Data entries:
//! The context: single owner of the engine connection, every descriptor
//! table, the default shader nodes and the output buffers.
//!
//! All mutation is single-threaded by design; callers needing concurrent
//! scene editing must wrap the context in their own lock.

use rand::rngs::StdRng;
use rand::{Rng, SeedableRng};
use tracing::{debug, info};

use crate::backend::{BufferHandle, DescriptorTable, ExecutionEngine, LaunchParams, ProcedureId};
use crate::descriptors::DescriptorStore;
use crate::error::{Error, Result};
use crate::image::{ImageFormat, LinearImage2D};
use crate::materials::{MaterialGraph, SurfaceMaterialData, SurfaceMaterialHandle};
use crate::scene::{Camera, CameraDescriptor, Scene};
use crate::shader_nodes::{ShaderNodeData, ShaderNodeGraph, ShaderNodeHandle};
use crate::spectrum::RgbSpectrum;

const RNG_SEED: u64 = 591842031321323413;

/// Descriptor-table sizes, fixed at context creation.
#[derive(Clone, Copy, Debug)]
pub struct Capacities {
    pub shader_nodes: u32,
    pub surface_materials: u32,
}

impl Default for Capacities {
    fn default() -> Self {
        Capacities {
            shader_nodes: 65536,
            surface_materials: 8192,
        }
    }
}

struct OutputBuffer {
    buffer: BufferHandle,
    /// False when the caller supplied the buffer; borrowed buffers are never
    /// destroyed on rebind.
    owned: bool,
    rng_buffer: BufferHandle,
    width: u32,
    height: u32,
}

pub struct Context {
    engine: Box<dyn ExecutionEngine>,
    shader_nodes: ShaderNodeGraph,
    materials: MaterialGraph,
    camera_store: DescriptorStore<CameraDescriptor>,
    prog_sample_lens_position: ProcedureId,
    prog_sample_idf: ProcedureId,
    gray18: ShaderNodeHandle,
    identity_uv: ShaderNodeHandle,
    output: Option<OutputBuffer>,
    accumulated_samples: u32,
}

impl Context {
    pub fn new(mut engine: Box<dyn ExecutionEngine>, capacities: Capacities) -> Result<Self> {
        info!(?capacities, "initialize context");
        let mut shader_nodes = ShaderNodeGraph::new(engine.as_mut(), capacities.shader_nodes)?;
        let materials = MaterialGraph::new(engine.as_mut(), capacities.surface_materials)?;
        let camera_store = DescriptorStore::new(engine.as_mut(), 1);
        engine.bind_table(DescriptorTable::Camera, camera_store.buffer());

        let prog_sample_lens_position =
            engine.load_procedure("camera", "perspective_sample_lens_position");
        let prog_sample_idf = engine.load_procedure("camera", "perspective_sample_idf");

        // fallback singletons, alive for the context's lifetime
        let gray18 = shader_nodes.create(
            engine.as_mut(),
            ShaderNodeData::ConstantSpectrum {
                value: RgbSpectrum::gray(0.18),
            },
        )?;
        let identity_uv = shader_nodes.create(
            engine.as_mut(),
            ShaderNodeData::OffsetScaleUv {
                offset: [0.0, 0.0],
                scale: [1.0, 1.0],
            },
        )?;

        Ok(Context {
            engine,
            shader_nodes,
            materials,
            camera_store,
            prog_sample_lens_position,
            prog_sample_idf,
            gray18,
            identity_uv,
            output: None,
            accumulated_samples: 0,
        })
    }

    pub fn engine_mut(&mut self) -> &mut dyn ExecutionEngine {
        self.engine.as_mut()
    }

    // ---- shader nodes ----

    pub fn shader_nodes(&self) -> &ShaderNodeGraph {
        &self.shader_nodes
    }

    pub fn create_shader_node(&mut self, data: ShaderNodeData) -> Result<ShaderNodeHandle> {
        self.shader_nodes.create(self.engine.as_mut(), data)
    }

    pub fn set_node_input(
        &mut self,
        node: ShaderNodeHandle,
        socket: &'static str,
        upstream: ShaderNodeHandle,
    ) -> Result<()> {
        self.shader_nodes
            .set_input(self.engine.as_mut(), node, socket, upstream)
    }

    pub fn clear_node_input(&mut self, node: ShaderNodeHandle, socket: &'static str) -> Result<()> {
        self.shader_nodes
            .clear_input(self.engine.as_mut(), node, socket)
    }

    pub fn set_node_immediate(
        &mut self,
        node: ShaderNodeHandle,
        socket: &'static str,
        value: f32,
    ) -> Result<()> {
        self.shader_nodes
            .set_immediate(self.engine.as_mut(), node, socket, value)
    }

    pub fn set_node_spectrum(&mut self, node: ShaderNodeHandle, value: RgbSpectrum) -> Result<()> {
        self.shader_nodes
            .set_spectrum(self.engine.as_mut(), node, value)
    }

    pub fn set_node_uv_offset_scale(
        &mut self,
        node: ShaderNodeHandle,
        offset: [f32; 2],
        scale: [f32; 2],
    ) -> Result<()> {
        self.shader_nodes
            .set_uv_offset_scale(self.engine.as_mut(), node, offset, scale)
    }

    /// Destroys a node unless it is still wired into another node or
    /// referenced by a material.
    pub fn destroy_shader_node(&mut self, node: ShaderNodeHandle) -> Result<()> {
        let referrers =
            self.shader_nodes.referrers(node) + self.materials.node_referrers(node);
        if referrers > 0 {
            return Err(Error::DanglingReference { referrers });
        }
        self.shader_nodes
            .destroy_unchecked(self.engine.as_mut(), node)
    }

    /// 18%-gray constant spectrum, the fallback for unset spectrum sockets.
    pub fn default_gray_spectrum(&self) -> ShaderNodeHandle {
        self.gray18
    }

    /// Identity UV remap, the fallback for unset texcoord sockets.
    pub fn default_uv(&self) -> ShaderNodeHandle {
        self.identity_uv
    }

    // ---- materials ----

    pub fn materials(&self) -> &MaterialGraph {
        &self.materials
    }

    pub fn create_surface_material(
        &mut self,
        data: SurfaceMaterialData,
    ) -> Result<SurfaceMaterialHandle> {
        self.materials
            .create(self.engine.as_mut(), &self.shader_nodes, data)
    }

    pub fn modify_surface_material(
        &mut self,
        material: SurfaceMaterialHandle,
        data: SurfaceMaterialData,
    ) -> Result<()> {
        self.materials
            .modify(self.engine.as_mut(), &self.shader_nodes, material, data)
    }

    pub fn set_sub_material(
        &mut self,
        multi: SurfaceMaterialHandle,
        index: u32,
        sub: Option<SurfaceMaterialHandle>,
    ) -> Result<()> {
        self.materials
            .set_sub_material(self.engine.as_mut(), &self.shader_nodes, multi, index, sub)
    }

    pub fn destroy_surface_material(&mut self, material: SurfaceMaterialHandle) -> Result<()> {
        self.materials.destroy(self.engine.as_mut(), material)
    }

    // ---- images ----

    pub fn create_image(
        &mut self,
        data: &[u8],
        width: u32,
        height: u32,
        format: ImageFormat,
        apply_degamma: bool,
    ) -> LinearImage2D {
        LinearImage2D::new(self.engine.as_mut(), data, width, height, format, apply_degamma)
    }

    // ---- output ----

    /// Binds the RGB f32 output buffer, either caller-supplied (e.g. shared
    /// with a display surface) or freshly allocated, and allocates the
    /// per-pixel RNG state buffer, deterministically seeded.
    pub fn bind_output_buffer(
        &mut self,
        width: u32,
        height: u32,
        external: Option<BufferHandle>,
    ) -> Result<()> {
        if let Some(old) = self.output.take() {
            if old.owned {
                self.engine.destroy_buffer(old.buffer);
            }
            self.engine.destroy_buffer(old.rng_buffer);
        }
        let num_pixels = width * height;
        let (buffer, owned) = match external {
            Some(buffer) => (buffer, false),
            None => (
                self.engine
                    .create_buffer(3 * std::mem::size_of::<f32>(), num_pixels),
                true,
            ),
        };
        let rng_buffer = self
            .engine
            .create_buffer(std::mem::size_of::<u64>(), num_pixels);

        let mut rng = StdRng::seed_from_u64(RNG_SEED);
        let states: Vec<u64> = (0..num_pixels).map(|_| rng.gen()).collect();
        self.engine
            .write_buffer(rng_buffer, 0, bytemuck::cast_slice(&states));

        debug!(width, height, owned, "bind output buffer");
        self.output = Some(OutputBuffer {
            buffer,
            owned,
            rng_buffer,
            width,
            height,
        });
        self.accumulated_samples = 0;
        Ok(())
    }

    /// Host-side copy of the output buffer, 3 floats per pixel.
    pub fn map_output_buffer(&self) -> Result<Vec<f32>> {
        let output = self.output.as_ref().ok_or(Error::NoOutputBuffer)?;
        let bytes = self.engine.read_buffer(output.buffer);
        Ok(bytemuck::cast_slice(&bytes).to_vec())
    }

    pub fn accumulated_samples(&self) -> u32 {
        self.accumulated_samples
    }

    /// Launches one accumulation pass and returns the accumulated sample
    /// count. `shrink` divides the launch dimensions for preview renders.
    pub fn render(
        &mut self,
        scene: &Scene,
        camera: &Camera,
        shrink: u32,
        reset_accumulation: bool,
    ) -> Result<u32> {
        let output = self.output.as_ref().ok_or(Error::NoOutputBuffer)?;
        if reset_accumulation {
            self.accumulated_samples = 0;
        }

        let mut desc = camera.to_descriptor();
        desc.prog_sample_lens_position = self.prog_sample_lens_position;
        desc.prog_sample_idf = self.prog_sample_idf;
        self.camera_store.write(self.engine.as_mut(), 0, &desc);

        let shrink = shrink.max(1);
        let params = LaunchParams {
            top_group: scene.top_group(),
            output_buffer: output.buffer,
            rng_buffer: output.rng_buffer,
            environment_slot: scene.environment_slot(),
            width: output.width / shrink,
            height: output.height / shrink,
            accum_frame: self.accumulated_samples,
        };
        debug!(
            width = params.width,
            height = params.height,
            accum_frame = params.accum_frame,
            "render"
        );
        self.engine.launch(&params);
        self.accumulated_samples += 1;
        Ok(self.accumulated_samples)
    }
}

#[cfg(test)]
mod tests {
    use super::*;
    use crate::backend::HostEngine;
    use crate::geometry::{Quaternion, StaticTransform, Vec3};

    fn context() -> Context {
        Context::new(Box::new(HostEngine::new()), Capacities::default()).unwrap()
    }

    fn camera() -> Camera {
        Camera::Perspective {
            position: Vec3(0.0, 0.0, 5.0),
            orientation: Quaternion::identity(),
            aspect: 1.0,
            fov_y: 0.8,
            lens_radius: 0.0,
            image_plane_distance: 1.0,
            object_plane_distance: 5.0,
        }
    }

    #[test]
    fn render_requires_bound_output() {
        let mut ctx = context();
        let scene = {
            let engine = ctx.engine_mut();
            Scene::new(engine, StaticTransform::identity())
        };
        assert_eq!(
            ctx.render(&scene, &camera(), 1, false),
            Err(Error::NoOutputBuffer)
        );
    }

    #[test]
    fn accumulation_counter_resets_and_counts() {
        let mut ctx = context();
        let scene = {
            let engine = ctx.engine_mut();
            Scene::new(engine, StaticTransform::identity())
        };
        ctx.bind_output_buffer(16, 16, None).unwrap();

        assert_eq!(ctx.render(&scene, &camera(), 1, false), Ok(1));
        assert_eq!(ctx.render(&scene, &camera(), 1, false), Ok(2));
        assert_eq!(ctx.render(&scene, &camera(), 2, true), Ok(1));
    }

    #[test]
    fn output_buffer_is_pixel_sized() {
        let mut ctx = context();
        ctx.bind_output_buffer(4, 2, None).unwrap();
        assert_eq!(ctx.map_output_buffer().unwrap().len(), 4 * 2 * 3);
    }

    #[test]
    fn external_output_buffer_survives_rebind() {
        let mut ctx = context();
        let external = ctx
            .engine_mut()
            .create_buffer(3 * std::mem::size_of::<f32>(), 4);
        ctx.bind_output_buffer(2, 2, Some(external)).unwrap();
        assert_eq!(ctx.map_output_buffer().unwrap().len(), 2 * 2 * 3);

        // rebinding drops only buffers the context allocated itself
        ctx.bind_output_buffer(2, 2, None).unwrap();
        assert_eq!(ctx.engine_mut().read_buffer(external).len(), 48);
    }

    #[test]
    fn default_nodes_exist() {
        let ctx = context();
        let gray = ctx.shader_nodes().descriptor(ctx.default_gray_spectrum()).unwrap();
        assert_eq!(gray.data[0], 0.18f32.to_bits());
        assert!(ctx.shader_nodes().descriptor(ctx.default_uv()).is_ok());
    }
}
...
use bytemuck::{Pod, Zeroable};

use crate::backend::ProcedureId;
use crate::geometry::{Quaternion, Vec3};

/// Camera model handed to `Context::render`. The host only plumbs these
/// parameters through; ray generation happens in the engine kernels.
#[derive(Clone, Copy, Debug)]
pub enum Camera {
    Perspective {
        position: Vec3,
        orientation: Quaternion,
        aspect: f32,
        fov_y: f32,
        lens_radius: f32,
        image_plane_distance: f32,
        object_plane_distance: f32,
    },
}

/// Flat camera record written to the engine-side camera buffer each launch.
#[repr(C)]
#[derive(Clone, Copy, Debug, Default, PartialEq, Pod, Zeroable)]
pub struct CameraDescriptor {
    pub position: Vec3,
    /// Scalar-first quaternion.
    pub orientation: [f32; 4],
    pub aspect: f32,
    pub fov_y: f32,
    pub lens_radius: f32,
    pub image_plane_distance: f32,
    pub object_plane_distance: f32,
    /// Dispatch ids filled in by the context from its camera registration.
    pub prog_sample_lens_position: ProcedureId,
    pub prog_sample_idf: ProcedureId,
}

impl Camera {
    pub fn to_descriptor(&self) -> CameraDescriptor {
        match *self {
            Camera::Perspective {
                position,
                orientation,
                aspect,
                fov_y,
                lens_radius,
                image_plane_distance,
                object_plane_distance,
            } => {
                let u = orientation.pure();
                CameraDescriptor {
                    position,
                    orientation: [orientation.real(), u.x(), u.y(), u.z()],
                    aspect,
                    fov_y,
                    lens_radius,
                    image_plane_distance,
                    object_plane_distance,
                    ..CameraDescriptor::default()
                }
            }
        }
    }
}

» **ACTIVITY**:
Would you retype the lines above from the one with "connection, every descriptor" down to the one with "let camera_store = DescriptorStore::new(engine.as_mut(), 1);", word for word, both ends included and no other lines?

» **OUTPUT FOR THIS TASK**:
//! The context: single owner of the engine connection, every descriptor
//! table, the default shader nodes and the output buffers.
//!
//! All mutation is single-threaded by design; callers needing concurrent
//! scene editing must wrap the context in their own lock.

use rand::rngs::StdRng;
use rand::{Rng, SeedableRng};
use tracing::{debug, info};

use crate::backend::{BufferHandle, DescriptorTable, ExecutionEngine, LaunchParams, ProcedureId};
use crate::descriptors::DescriptorStore;
use crate::error::{Error, Result};
use crate::image::{ImageFormat, LinearImage2D};
use crate::materials::{MaterialGraph, SurfaceMaterialData, SurfaceMaterialHandle};
use crate::scene::{Camera, CameraDescriptor, Scene};
use crate::shader_nodes::{ShaderNodeData, ShaderNodeGraph, ShaderNodeHandle};
use crate::spectrum::RgbSpectrum;

const RNG_SEED: u64 = 591842031321323413;

/// Descriptor-table sizes, fixed at context creation.
#[derive(Clone, Copy, Debug)]
pub struct Capacities {
    pub shader_nodes: u32,
    pub surface_materials: u32,
}

impl Default for Capacities {
    fn default() -> Self {
        Capacities {
            shader_nodes: 65536,
            surface_materials: 8192,
        }
    }
}

struct OutputBuffer {
    buffer: BufferHandle,
    /// False when the caller supplied the buffer; borrowed buffers are never
    /// destroyed on rebind.
    owned: bool,
    rng_buffer: BufferHandle,
    width: u32,
    height: u32,
}

pub struct Context {
    engine: Box<dyn ExecutionEngine>,
    shader_nodes: ShaderNodeGraph,
    materials: MaterialGraph,
    camera_store: DescriptorStore<CameraDescriptor>,
    prog_sample_lens_position: ProcedureId,
    prog_sample_idf: ProcedureId,
    gray18: ShaderNodeHandle,
    identity_uv: ShaderNodeHandle,
    output: Option<OutputBuffer>,
    accumulated_samples: u32,
}

impl Context {
    pub fn new(mut engine: Box<dyn ExecutionEngine>, capacities: Capacities) -> Result<Self> {
        info!(?capacities, "initialize context");
        let mut shader_nodes = ShaderNodeGraph::new(engine.as_mut(), capacities.shader_nodes)?;
        let materials = MaterialGraph::new(engine.as_mut(), capacities.surface_materials)?;
        let camera_store = DescriptorStore::new(engine.as_mut(), 1);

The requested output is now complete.